=== Section Start ===

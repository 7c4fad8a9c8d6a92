//! Configuration schema definitions.
//!
//! This module defines the complete configuration structure for the gateway.
//! All types derive Serde traits for deserialization from config files.

use serde::{Deserialize, Serialize};
use std::collections::HashMap;
use std::fmt;
use std::str::FromStr;

/// Root configuration for the gateway.
#[derive(Debug, Clone, Deserialize, Serialize, Default)]
#[serde(default)]
pub struct GatewayConfig {
    /// Listener configuration (bind address).
    pub listener: ListenerConfig,

    /// Origin policy, request size ceiling and environment mode.
    pub security: SecuritySettings,

    /// Per-client rate limiting.
    pub rate_limit: RateLimitConfig,

    /// Depth and complexity ceilings.
    pub query: QueryLimitsConfig,

    /// Backend services composed into the supergraph.
    pub subgraphs: Vec<SubgraphConfig>,

    /// Subgraph probing and re-probing.
    pub probe: ProbeConfig,

    /// Timeout configuration.
    pub timeouts: TimeoutConfig,

    /// Observability settings.
    pub observability: ObservabilityConfig,

    #[serde(default)]
    pub admin: AdminConfig,
}

/// Listener configuration.
#[derive(Debug, Clone, Deserialize, Serialize)]
#[serde(default)]
pub struct ListenerConfig {
    /// Bind address (e.g., "0.0.0.0:4000").
    pub bind_address: String,
}

impl Default for ListenerConfig {
    fn default() -> Self {
        Self {
            bind_address: "0.0.0.0:4000".to_string(),
        }
    }
}

/// Development or production behavior for introspection and error masking.
#[derive(Debug, Clone, Copy, PartialEq, Eq, Deserialize, Serialize, Default)]
#[serde(rename_all = "lowercase")]
pub enum EnvironmentMode {
    #[default]
    Development,
    Production,
}

impl EnvironmentMode {
    pub fn is_production(&self) -> bool {
        matches!(self, Self::Production)
    }
}

impl FromStr for EnvironmentMode {
    type Err = String;

    fn from_str(s: &str) -> Result<Self, Self::Err> {
        match s.trim().to_ascii_lowercase().as_str() {
            "production" | "prod" => Ok(Self::Production),
            "development" | "dev" | "test" | "" => Ok(Self::Development),
            other => Err(format!("unknown environment mode '{}'", other)),
        }
    }
}

impl fmt::Display for EnvironmentMode {
    fn fmt(&self, f: &mut fmt::Formatter<'_>) -> fmt::Result {
        match self {
            Self::Development => f.write_str("development"),
            Self::Production => f.write_str("production"),
        }
    }
}

/// Origin policy, size ceiling and mode.
#[derive(Debug, Clone, Deserialize, Serialize)]
#[serde(default)]
pub struct SecuritySettings {
    /// Environment mode.
    pub mode: EnvironmentMode,

    /// Allowed CORS origins. `None` means any origin (development only).
    pub allowed_origins: Option<Vec<String>>,

    /// Maximum request body size in bytes.
    pub max_request_bytes: usize,

    /// Resolve client identity from X-Forwarded-For / X-Real-IP.
    pub trust_forwarded_for: bool,
}

impl Default for SecuritySettings {
    fn default() -> Self {
        Self {
            mode: EnvironmentMode::Development,
            allowed_origins: None,
            max_request_bytes: 1024 * 1024, // 1MB
            trust_forwarded_for: false,
        }
    }
}

/// How the rate limiter derives a client key.
#[derive(Debug, Clone, Copy, PartialEq, Eq, Deserialize, Serialize, Default)]
#[serde(rename_all = "snake_case")]
pub enum RateLimitKey {
    /// Source address only.
    #[default]
    Ip,
    /// Source address combined with the forwarded user id when present.
    IpAndUser,
}

/// Rate limiting configuration.
#[derive(Debug, Clone, Deserialize, Serialize)]
#[serde(default)]
pub struct RateLimitConfig {
    /// Enable rate limiting.
    pub enabled: bool,

    /// Maximum requests per client per window.
    pub max_requests: u32,

    /// Window length in milliseconds.
    pub window_ms: u64,

    /// Client key derivation.
    pub key_by: RateLimitKey,

    /// Upper bound on tracked client windows.
    pub max_tracked_clients: usize,

    /// Interval between stale-window sweeps in milliseconds.
    pub sweep_interval_ms: u64,
}

impl Default for RateLimitConfig {
    fn default() -> Self {
        Self {
            enabled: true,
            max_requests: 100,
            window_ms: 60_000,
            key_by: RateLimitKey::Ip,
            max_tracked_clients: 100_000,
            sweep_interval_ms: 60_000,
        }
    }
}

/// Query depth/complexity configuration.
#[derive(Debug, Clone, Deserialize, Serialize)]
#[serde(default)]
pub struct QueryLimitsConfig {
    /// Maximum selection-set nesting.
    pub max_depth: usize,

    /// Maximum weighted cost.
    pub max_complexity: u64,

    /// Cost of a field with no specific cost.
    pub default_field_cost: u64,

    /// Amplification applied to list fields without a pagination argument.
    pub default_list_multiplier: u64,

    /// Field-specific costs keyed by field name.
    pub field_costs: HashMap<String, u64>,

    /// Fields known to produce lists.
    pub list_fields: Vec<String>,

    /// Arguments whose value sizes a list (e.g. `first`, `limit`).
    pub list_size_arguments: Vec<String>,

    /// Root fields that require a forwarded identity.
    pub protected_fields: Vec<String>,
}

impl Default for QueryLimitsConfig {
    fn default() -> Self {
        Self {
            max_depth: 10,
            max_complexity: 1000,
            default_field_cost: 1,
            default_list_multiplier: 10,
            field_costs: HashMap::new(),
            list_fields: Vec::new(),
            list_size_arguments: vec![
                "first".to_string(),
                "last".to_string(),
                "limit".to_string(),
                "pageSize".to_string(),
            ],
            protected_fields: Vec::new(),
        }
    }
}

/// A backend service composed into the supergraph.
#[derive(Debug, Clone, PartialEq, Deserialize, Serialize)]
pub struct SubgraphConfig {
    /// Unique subgraph identifier.
    pub name: String,

    /// GraphQL endpoint URL (e.g., "http://users:4001/graphql").
    pub url: String,
}

/// Subgraph probing configuration.
#[derive(Debug, Clone, Deserialize, Serialize)]
#[serde(default)]
pub struct ProbeConfig {
    /// Probe timeout in milliseconds.
    pub timeout_ms: u64,

    /// Keep probing after startup and recompose on changes.
    pub reprobe_enabled: bool,

    /// Re-probe interval in seconds.
    pub interval_secs: u64,

    /// Consecutive failures before a subgraph is marked unreachable.
    pub unhealthy_threshold: u32,

    /// Consecutive successes before a subgraph is marked reachable.
    pub healthy_threshold: u32,

    /// Base delay for re-probing a failing subgraph in milliseconds.
    pub backoff_base_ms: u64,

    /// Maximum re-probe delay in milliseconds.
    pub backoff_max_ms: u64,
}

impl Default for ProbeConfig {
    fn default() -> Self {
        Self {
            timeout_ms: 3_000,
            reprobe_enabled: true,
            interval_secs: 30,
            unhealthy_threshold: 3,
            healthy_threshold: 1,
            backoff_base_ms: 1_000,
            backoff_max_ms: 60_000,
        }
    }
}

/// Timeout configuration for various operations.
#[derive(Debug, Clone, Deserialize, Serialize)]
#[serde(default)]
pub struct TimeoutConfig {
    /// Request timeout (total time for request/response) in seconds.
    pub request_secs: u64,

    /// Timeout for one forwarded subgraph call in milliseconds.
    pub subgraph_ms: u64,
}

impl Default for TimeoutConfig {
    fn default() -> Self {
        Self {
            request_secs: 30,
            subgraph_ms: 10_000,
        }
    }
}

/// Log output format.
#[derive(Debug, Clone, Copy, PartialEq, Eq, Deserialize, Serialize, Default)]
#[serde(rename_all = "lowercase")]
pub enum LogFormat {
    /// Pretty in development, JSON in production.
    #[default]
    Auto,
    Pretty,
    Json,
}

/// Observability configuration.
#[derive(Debug, Clone, Deserialize, Serialize)]
#[serde(default)]
pub struct ObservabilityConfig {
    /// Log level (trace, debug, info, warn, error).
    pub log_level: String,

    /// Log output format.
    pub log_format: LogFormat,

    /// Enable metrics endpoint.
    pub metrics_enabled: bool,

    /// Metrics endpoint bind address.
    pub metrics_address: String,

    /// Number of recent operations kept for `/admin/stats`.
    pub stats_capacity: usize,
}

impl Default for ObservabilityConfig {
    fn default() -> Self {
        Self {
            log_level: "info".to_string(),
            log_format: LogFormat::Auto,
            metrics_enabled: true,
            metrics_address: "0.0.0.0:9090".to_string(),
            stats_capacity: 1_000,
        }
    }
}

/// Admin API configuration.
#[derive(Debug, Clone, Deserialize, Serialize)]
#[serde(default)]
pub struct AdminConfig {
    /// Enable admin API.
    pub enabled: bool,

    /// API key for authentication (Bearer token).
    pub api_key: String,

    /// Admin API bind address.
    pub bind_address: String,
}

pub const PLACEHOLDER_ADMIN_KEY: &str = "CHANGE_ME_IN_PRODUCTION";

impl Default for AdminConfig {
    fn default() -> Self {
        Self {
            enabled: false,
            // WARNING: This is a placeholder! Change this in production.
            api_key: PLACEHOLDER_ADMIN_KEY.to_string(),
            bind_address: "127.0.0.1:4001".to_string(),
        }
    }
}
//! Composition, partial failure, identity forwarding and the admin API.

use axum::body::Body;
use axum::http::{header, Request, StatusCode};
use serde_json::json;
use std::time::Duration;
use tokio::net::TcpListener;

use federation_gateway::admin::setup_admin_router;
use federation_gateway::config::{EnvironmentMode, SubgraphConfig};
use federation_gateway::health::HealthMonitor;
use federation_gateway::http::GatewayServer;
use federation_gateway::lifecycle::Shutdown;

mod common;
use common::{
    error_code, gateway, graphql_request, post_graphql, router, send, spawn_subgraph, test_config,
    unreachable_url,
};

fn get(path: &str) -> Request<Body> {
    Request::get(path).body(Body::empty()).unwrap()
}

#[tokio::test]
async fn test_all_subgraphs_unreachable_still_answers_health() {
    let config = test_config(vec![
        SubgraphConfig {
            name: "users".into(),
            url: unreachable_url().await,
        },
        SubgraphConfig {
            name: "bookings".into(),
            url: unreachable_url().await,
        },
    ]);
    let app = router(gateway(config).await);

    let res = post_graphql(&app, "{ health { status timestamp services { name url reachable } } }").await;
    assert_eq!(res.status, StatusCode::OK);
    let health = &res.body["data"]["health"];
    assert_eq!(health["status"], "degraded");
    assert!(health["timestamp"].is_string());
    let services = health["services"].as_array().unwrap();
    assert_eq!(services.len(), 2);
    assert_eq!(services[0]["name"], "users");
    assert!(services.iter().all(|s| s["reachable"] == false));

    let res = send(&app, get("/health")).await;
    assert_eq!(res.status, StatusCode::SERVICE_UNAVAILABLE);
    assert_eq!(res.body["status"], "degraded");
}

#[tokio::test]
async fn test_partial_failure_is_scoped_to_failing_subgraph() {
    let users = spawn_subgraph(
        "users",
        &[("me", false)],
        &[],
        json!({ "data": { "me": { "id": "u1" } } }),
    )
    .await;
    let listings = spawn_subgraph(
        "listings",
        &[("listings", true)],
        &[],
        json!({ "data": { "listings": [{ "id": "l1" }, { "id": "l2" }] } }),
    )
    .await;
    let reviews = spawn_subgraph(
        "reviews",
        &[("reviews", true)],
        &[],
        json!({ "data": { "reviews": [] } }),
    )
    .await;

    let config = test_config(vec![users.config(), listings.config(), reviews.config()]);
    let app = router(gateway(config).await);
    reviews.set_healthy(false);

    let res = post_graphql(&app, "{ me { id } listings { id } reviews { id } }").await;
    assert_eq!(res.status, StatusCode::OK);
    assert_eq!(res.body["data"]["me"]["id"], "u1");
    assert_eq!(res.body["data"]["listings"][1]["id"], "l2");
    assert!(res.body["data"]["reviews"].is_null());

    let errors = res.body["errors"].as_array().unwrap();
    assert_eq!(errors.len(), 1);
    assert_eq!(errors[0]["path"], json!(["reviews"]));
    assert_eq!(errors[0]["extensions"]["code"], "SUBGRAPH_UNAVAILABLE");
    assert_eq!(errors[0]["extensions"]["serviceName"], "reviews");

    assert_eq!(users.operations().len(), 1);
    assert_eq!(listings.operations().len(), 1);
}

#[tokio::test]
async fn test_subgraph_unreachable_at_startup_is_left_out() {
    let users = spawn_subgraph(
        "users",
        &[("me", false)],
        &[],
        json!({ "data": { "me": { "id": "u1" } } }),
    )
    .await;
    let config = test_config(vec![
        users.config(),
        SubgraphConfig {
            name: "reviews".into(),
            url: unreachable_url().await,
        },
    ]);
    let state = gateway(config).await;
    assert_eq!(state.registry.supergraph().members, vec!["users"]);
    let app = router(state);

    let res = send(&app, get("/health")).await;
    assert_eq!(res.status, StatusCode::OK);
    assert_eq!(res.body["status"], "ready");
    assert_eq!(res.body["services"][1]["reachable"], false);

    let res = post_graphql(&app, "{ me { id } reviews { id } }").await;
    assert_eq!(res.status, StatusCode::BAD_REQUEST);
    assert_eq!(error_code(&res.body), Some("GRAPHQL_VALIDATION_FAILED"));
    assert!(users.operations().is_empty());
}

#[tokio::test]
async fn test_reprobe_recomposes_when_subgraph_recovers() {
    let reviews = spawn_subgraph(
        "reviews",
        &[("reviews", true)],
        &[],
        json!({ "data": { "reviews": [] } }),
    )
    .await;
    reviews.set_healthy(false);

    let mut config = test_config(vec![reviews.config()]);
    config.probe.reprobe_enabled = true;
    let state = gateway(config.clone()).await;
    assert!(!state.registry.supergraph().is_composed());

    reviews.set_healthy(true);
    let mut monitor = HealthMonitor::new(state.registry.clone(), config.probe);
    assert!(monitor.check_all().await);

    let supergraph = state.registry.supergraph();
    assert!(supergraph.is_composed());
    assert_eq!(supergraph.members, vec!["reviews"]);

    let app = router(state);
    let res = post_graphql(&app, "{ reviews { id } }").await;
    assert_eq!(res.status, StatusCode::OK);
    assert!(res.body.get("errors").is_none());
}

#[tokio::test]
async fn test_identity_headers_forwarded_only_when_present() {
    let users = spawn_subgraph(
        "users",
        &[("me", false)],
        &[],
        json!({ "data": { "me": { "id": "u1" } } }),
    )
    .await;
    let app = router(gateway(test_config(vec![users.config()])).await);

    let mut request = graphql_request(json!({ "query": "{ me { id } }" }));
    let headers = request.headers_mut();
    headers.insert(header::AUTHORIZATION, "Bearer tok-123".parse().unwrap());
    headers.insert("x-user-id", "user-42".parse().unwrap());
    headers.insert("x-user-role", "host".parse().unwrap());
    headers.insert("x-request-id", "req-abc".parse().unwrap());
    let res = send(&app, request).await;
    assert_eq!(res.status, StatusCode::OK);
    assert_eq!(res.headers["x-request-id"], "req-abc");

    let res = post_graphql(&app, "{ me { id } }").await;
    assert_eq!(res.status, StatusCode::OK);

    let calls = users.operations();
    assert_eq!(calls.len(), 2);

    let identified = &calls[0].headers;
    assert_eq!(identified[header::AUTHORIZATION], "Bearer tok-123");
    assert_eq!(identified["x-user-id"], "user-42");
    assert_eq!(identified["x-user-role"], "host");
    assert_eq!(identified["x-request-id"], "req-abc");

    let anonymous = &calls[1].headers;
    assert!(anonymous.get(header::AUTHORIZATION).is_none());
    assert!(anonymous.get("x-user-id").is_none());
    assert!(anonymous.get("x-user-role").is_none());
    assert!(anonymous.get("x-request-id").is_some());
}

#[tokio::test]
async fn test_protected_field_requires_identity() {
    let users = spawn_subgraph(
        "users",
        &[("me", false)],
        &[],
        json!({ "data": { "me": { "id": "u1" } } }),
    )
    .await;
    let mut config = test_config(vec![users.config()]);
    config.query.protected_fields = vec!["me".to_string()];
    let app = router(gateway(config).await);

    let res = post_graphql(&app, "{ me { id } }").await;
    assert_eq!(res.status, StatusCode::OK);
    assert!(res.body["data"]["me"].is_null());
    assert_eq!(error_code(&res.body), Some("UNAUTHENTICATED"));
    assert!(users.operations().is_empty());

    let mut request = graphql_request(json!({ "query": "{ me { id } }" }));
    request
        .headers_mut()
        .insert("x-user-id", "user-42".parse().unwrap());
    let res = send(&app, request).await;
    assert_eq!(res.body["data"]["me"]["id"], "u1");
    assert_eq!(users.operations().len(), 1);
}

#[tokio::test]
async fn test_mutation_forwards_only_used_variables() {
    let users = spawn_subgraph(
        "users",
        &[("me", false)],
        &[("updateProfile", false)],
        json!({ "data": { "updateProfile": { "id": "u1" } } }),
    )
    .await;
    let app = router(gateway(test_config(vec![users.config()])).await);

    let res = send(
        &app,
        graphql_request(json!({
            "query": "mutation Update($name: String, $unused: Int) { updateProfile(name: $name) { id } }",
            "operationName": "Update",
            "variables": { "name": "Ada", "unused": 7 }
        })),
    )
    .await;
    assert_eq!(res.status, StatusCode::OK);
    assert_eq!(res.body["data"]["updateProfile"]["id"], "u1");

    let calls = users.operations();
    assert_eq!(calls.len(), 1);
    let forwarded = &calls[0].body;
    assert_eq!(forwarded["operationName"], "Update");
    assert_eq!(forwarded["variables"], json!({ "name": "Ada" }));
    let query = forwarded["query"].as_str().unwrap();
    assert!(query.starts_with("mutation Update"));
    assert!(!query.contains("$unused"));
}

#[tokio::test]
async fn test_skip_uses_declared_variable_default() {
    let users = spawn_subgraph(
        "users",
        &[("me", false)],
        &[],
        json!({ "data": { "me": { "id": "u1" } } }),
    )
    .await;
    let app = router(gateway(test_config(vec![users.config()])).await);

    let query = "query Q($hide: Boolean = true) { me @skip(if: $hide) { id } __typename }";
    let res = post_graphql(&app, query).await;
    assert_eq!(res.status, StatusCode::OK);
    assert_eq!(res.body["data"], json!({ "__typename": "Query" }));
    assert!(users.operations().is_empty());

    let res = send(
        &app,
        graphql_request(json!({ "query": query, "variables": { "hide": false } })),
    )
    .await;
    assert_eq!(res.body["data"]["me"]["id"], "u1");
    assert_eq!(users.operations().len(), 1);
}

#[tokio::test]
async fn test_production_masks_unknown_subgraph_errors() {
    let crash = json!({
        "data": { "me": null },
        "errors": [{
            "message": "relation \"users\" does not exist",
            "path": ["me"],
            "extensions": { "exception": { "stacktrace": ["at query (pool.js:12)"] } }
        }]
    });
    let users = spawn_subgraph("users", &[("me", false)], &[], crash).await;

    let app = router(gateway(test_config(vec![users.config()])).await);
    let res = post_graphql(&app, "{ me { id } }").await;
    assert_eq!(res.body["errors"][0]["message"], "relation \"users\" does not exist");
    assert!(res.body["errors"][0]["extensions"]["exception"].is_object());

    let mut config = test_config(vec![users.config()]);
    config.security.mode = EnvironmentMode::Production;
    let app = router(gateway(config).await);
    let res = post_graphql(&app, "{ me { id } }").await;
    assert_eq!(res.status, StatusCode::OK);
    let error = &res.body["errors"][0];
    assert_eq!(error["message"], "Internal server error");
    assert_eq!(error["extensions"]["code"], "INTERNAL_SERVER_ERROR");
    assert!(error["extensions"].get("exception").is_none());
    assert_eq!(error["path"], json!(["me"]));
}

#[tokio::test]
async fn test_admin_api() {
    let mut config = test_config(vec![]);
    config.admin.enabled = true;
    config.admin.api_key = "admin-secret".to_string();
    let state = gateway(config).await;

    let app = router(state.clone());
    post_graphql(&app, "{ __typename }").await;

    let admin = setup_admin_router(state);
    let res = send(&admin, get("/admin/status")).await;
    assert_eq!(res.status, StatusCode::UNAUTHORIZED);

    let authorized = |path: &str| {
        Request::get(path)
            .header(header::AUTHORIZATION, "Bearer admin-secret")
            .body(Body::empty())
            .unwrap()
    };

    let res = send(&admin, authorized("/admin/status")).await;
    assert_eq!(res.status, StatusCode::OK);
    assert_eq!(res.body["status"], "degraded");
    assert_eq!(res.body["mode"], "development");
    assert_eq!(res.body["admission_stages"][0], "size_guard");

    let res = send(&admin, authorized("/admin/stats?recent=5")).await;
    assert_eq!(res.body["recorded"], 1);
    assert_eq!(res.body["recent"][0]["outcome"], "success");

    let res = send(&admin, authorized("/admin/limiter")).await;
    assert_eq!(res.body["tracked_clients"], 1);
    assert_eq!(res.body["max_requests"], 100);

    let res = send(&admin, authorized("/admin/subgraphs")).await;
    assert_eq!(res.body, json!([]));
}

#[tokio::test]
async fn test_real_listener_round_trip() {
    let users = spawn_subgraph(
        "users",
        &[("me", false)],
        &[],
        json!({ "data": { "me": { "id": "u1" } } }),
    )
    .await;
    let state = gateway(test_config(vec![users.config()])).await;

    let listener = TcpListener::bind("127.0.0.1:0").await.unwrap();
    let addr = listener.local_addr().unwrap();
    let shutdown = Shutdown::new();
    let server = tokio::spawn(GatewayServer::new(state).run(listener, shutdown.signalled()));

    let client = reqwest::Client::builder().no_proxy().build().unwrap();
    let res = client
        .post(format!("http://{}/graphql", addr))
        .json(&json!({ "query": "{ me { id } }" }))
        .send()
        .await
        .unwrap();
    assert_eq!(res.status(), 200);
    assert_eq!(res.headers()["x-frame-options"], "DENY");
    assert!(res.headers().get("x-request-id").is_some());
    let body: serde_json::Value = res.json().await.unwrap();
    assert_eq!(body["data"]["me"]["id"], "u1");

    let forwarded = &users.operations()[0];
    assert!(forwarded.headers.get("x-request-id").is_some());

    shutdown.trigger();
    tokio::time::timeout(Duration::from_secs(5), server)
        .await
        .unwrap()
        .unwrap()
        .unwrap();
}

=== Section End ===

Requirement —
Write out the listing's lines exactly, from its first line through the line that contains "Per-client rate limiting.", and stop there.

Task output —
repository 7c4fad8a9c8d6a92
//! Configuration schema definitions.
//!
//! This module defines the complete configuration structure for the gateway.
//! All types derive Serde traits for deserialization from config files.

use serde::{Deserialize, Serialize};
use std::collections::HashMap;
use std::fmt;
use std::str::FromStr;

/// Root configuration for the gateway.
#[derive(Debug, Clone, Deserialize, Serialize, Default)]
#[serde(default)]
pub struct GatewayConfig {
    /// Listener configuration (bind address).
    pub listener: ListenerConfig,

    /// Origin policy, request size ceiling and environment mode.
    pub security: SecuritySettings,

    /// Per-client rate limiting.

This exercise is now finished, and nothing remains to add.